(Data for the task)
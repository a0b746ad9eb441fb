use config::{Config, ConfigError, Environment, File};

use super::{AppConfig, Cli};

/// 未指定端口时的默认端口（仅监听本机）
pub const DEFAULT_PORT: u16 = 80;
const PRIVATE_HOST: &str = "127.0.0.1";
const PUBLIC_HOST: &str = "0.0.0.0";

impl AppConfig {
    /// 加载配置
    pub fn load(cli: &Cli) -> Result<Self, ConfigError> {
        let environment = std::env::var("APP_ENV").unwrap_or_else(|_| "development".into());

        let mut builder = Config::builder()
            // 内置默认值，保证没有配置文件时也能启动
            .set_default("app.system_name", "CSLC Tutoring Portal")?
            .set_default("app.environment", environment.clone())?
            .set_default("app.log_level", "info")?
            .set_default("app.debug", false)?
            .set_default("app.reload", false)?
            .set_default("server.host", PRIVATE_HOST)?
            .set_default("server.port", i64::from(DEFAULT_PORT))?
            .set_default("server.workers", 0)?
            .set_default("server.max_workers", 16)?
            .set_default("server.timeouts.client_request", 5000)?
            .set_default("server.timeouts.client_disconnect", 1000)?
            .set_default("server.timeouts.keep_alive", 30)?
            .set_default("server.limits.max_payload_size", 1_048_576)?
            .set_default("database.engine", "sqlite")?
            .set_default("database.path", ":memory:")?
            .set_default("database.pool_size", 8)?
            .set_default("database.timeout", 10)?
            .set_default(
                "auth.sso_url",
                "https://auth.unomaha.edu/idp/Authn/UserPassword",
            )?
            .set_default("auth.debug_email", "test@unomaha.edu")?
            .set_default("auth.cookie_name", "portal_session")?
            .set_default("auth.cookie_secure", false)?
            .set_default("cors.allowed_origins", Vec::<String>::new())?
            .set_default("cors.max_age", 3600)?
            // 默认配置文件
            .add_source(File::with_name("config").required(false))
            // 然后根据环境加载特定配置文件
            .add_source(File::with_name(&format!("config.{environment}")).required(false))
            // 环境变量覆盖，例如 PORTAL_DATABASE__PATH
            .add_source(
                Environment::with_prefix("PORTAL")
                    .separator("__")
                    .try_parsing(true),
            );

        // 常用环境变量
        builder = builder
            .set_override_option("app.log_level", std::env::var("RUST_LOG").ok())?
            .set_override_option("server.host", std::env::var("SERVER_HOST").ok())?
            .set_override_option("server.port", std::env::var("SERVER_PORT").ok())?
            .set_override_option("server.workers", std::env::var("CPU_COUNT").ok())?
            .set_override_option("database.engine", std::env::var("DATABASE_TYPE").ok())?
            .set_override_option("database.path", std::env::var("DATABASE_PATH").ok())?;

        // 命令行参数优先级最高
        builder = Self::apply_cli(builder, cli)?;

        let config = builder.build()?;
        let mut app_config: AppConfig = config.try_deserialize()?;

        // 处理工作线程数
        if app_config.server.workers == 0 {
            app_config.server.workers = num_cpus::get().min(app_config.server.max_workers);
        }

        Ok(app_config)
    }

    /// 应用命令行参数
    ///
    /// 显式指定端口时监听所有网卡，否则只监听本机；`--reload` 隐含 `--debug`。
    fn apply_cli<St: config::builder::BuilderState>(
        builder: config::builder::ConfigBuilder<St>,
        cli: &Cli,
    ) -> Result<config::builder::ConfigBuilder<St>, ConfigError> {
        let debug = cli.debug || cli.reload;
        builder
            .set_override_option("server.port", cli.port.map(i64::from))?
            .set_override_option("server.host", cli.port.map(|_| PUBLIC_HOST))?
            .set_override_option("database.path", cli.database.clone())?
            .set_override_option("database.engine", cli.engine.clone())?
            .set_override_option("app.debug", debug.then_some(true))?
            .set_override_option("app.reload", cli.reload.then_some(true))
    }

    /// 检查是否为开发环境
    pub fn is_development(&self) -> bool {
        self.app.environment == "development" || self.app.debug
    }

    /// 获取服务器绑定地址
    pub fn server_bind_address(&self) -> String {
        format!("{}:{}", self.server.host, self.server.port)
    }
}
(End Data for the task)
## [Action item]
Each entry should be written out again exactly, with no word left out.

## [Your response]
repository a0b746ad9eb441fb
use config::{Config, ConfigError, Environment, File};

use super::{AppConfig, Cli};

/// 未指定端口时的默认端口（仅监听本机）
pub const DEFAULT_PORT: u16 = 80;
const PRIVATE_HOST: &str = "127.0.0.1";
const PUBLIC_HOST: &str = "0.0.0.0";

impl AppConfig {
    /// 加载配置
    pub fn load(cli: &Cli) -> Result<Self, ConfigError> {
        let environment = std::env::var("APP_ENV").unwrap_or_else(|_| "development".into());

        let mut builder = Config::builder()
            // 内置默认值，保证没有配置文件时也能启动
            .set_default("app.system_name", "CSLC Tutoring Portal")?
            .set_default("app.environment", environment.clone())?
            .set_default("app.log_level", "info")?
            .set_default("app.debug", false)?
            .set_default("app.reload", false)?
            .set_default("server.host", PRIVATE_HOST)?
            .set_default("server.port", i64::from(DEFAULT_PORT))?
            .set_default("server.workers", 0)?
            .set_default("server.max_workers", 16)?
            .set_default("server.timeouts.client_request", 5000)?
            .set_default("server.timeouts.client_disconnect", 1000)?
            .set_default("server.timeouts.keep_alive", 30)?
            .set_default("server.limits.max_payload_size", 1_048_576)?
            .set_default("database.engine", "sqlite")?
            .set_default("database.path", ":memory:")?
            .set_default("database.pool_size", 8)?
            .set_default("database.timeout", 10)?
            .set_default(
                "auth.sso_url",
                "https://auth.unomaha.edu/idp/Authn/UserPassword",
            )?
            .set_default("auth.debug_email", "test@unomaha.edu")?
            .set_default("auth.cookie_name", "portal_session")?
            .set_default("auth.cookie_secure", false)?
            .set_default("cors.allowed_origins", Vec::<String>::new())?
            .set_default("cors.max_age", 3600)?
            // 默认配置文件
            .add_source(File::with_name("config").required(false))
            // 然后根据环境加载特定配置文件
            .add_source(File::with_name(&format!("config.{environment}")).required(false))
            // 环境变量覆盖，例如 PORTAL_DATABASE__PATH
            .add_source(
                Environment::with_prefix("PORTAL")
                    .separator("__")
                    .try_parsing(true),
            );

        // 常用环境变量
        builder = builder
            .set_override_option("app.log_level", std::env::var("RUST_LOG").ok())?
            .set_override_option("server.host", std::env::var("SERVER_HOST").ok())?
            .set_override_option("server.port", std::env::var("SERVER_PORT").ok())?
            .set_override_option("server.workers", std::env::var("CPU_COUNT").ok())?
            .set_override_option("database.engine", std::env::var("DATABASE_TYPE").ok())?
            .set_override_option("database.path", std::env::var("DATABASE_PATH").ok())?;

        // 命令行参数优先级最高
        builder = Self::apply_cli(builder, cli)?;

        let config = builder.build()?;
        let mut app_config: AppConfig = config.try_deserialize()?;

        // 处理工作线程数
        if app_config.server.workers == 0 {
            app_config.server.workers = num_cpus::get().min(app_config.server.max_workers);
        }

        Ok(app_config)
    }

    /// 应用命令行参数
    ///
    /// 显式指定端口时监听所有网卡，否则只监听本机；`--reload` 隐含 `--debug`。
    fn apply_cli<St: config::builder::BuilderState>(
        builder: config::builder::ConfigBuilder<St>,
        cli: &Cli,
    ) -> Result<config::builder::ConfigBuilder<St>, ConfigError> {
        let debug = cli.debug || cli.reload;
        builder
            .set_override_option("server.port", cli.port.map(i64::from))?
            .set_override_option("server.host", cli.port.map(|_| PUBLIC_HOST))?
            .set_override_option("database.path", cli.database.clone())?
            .set_override_option("database.engine", cli.engine.clone())?
            .set_override_option("app.debug", debug.then_some(true))?
            .set_override_option("app.reload", cli.reload.then_some(true))
    }

    /// 检查是否为开发环境
    pub fn is_development(&self) -> bool {
        self.app.environment == "development" || self.app.debug
    }

    /// 获取服务器绑定地址
    pub fn server_bind_address(&self) -> String {
        format!("{}:{}", self.server.host, self.server.port)
    }
}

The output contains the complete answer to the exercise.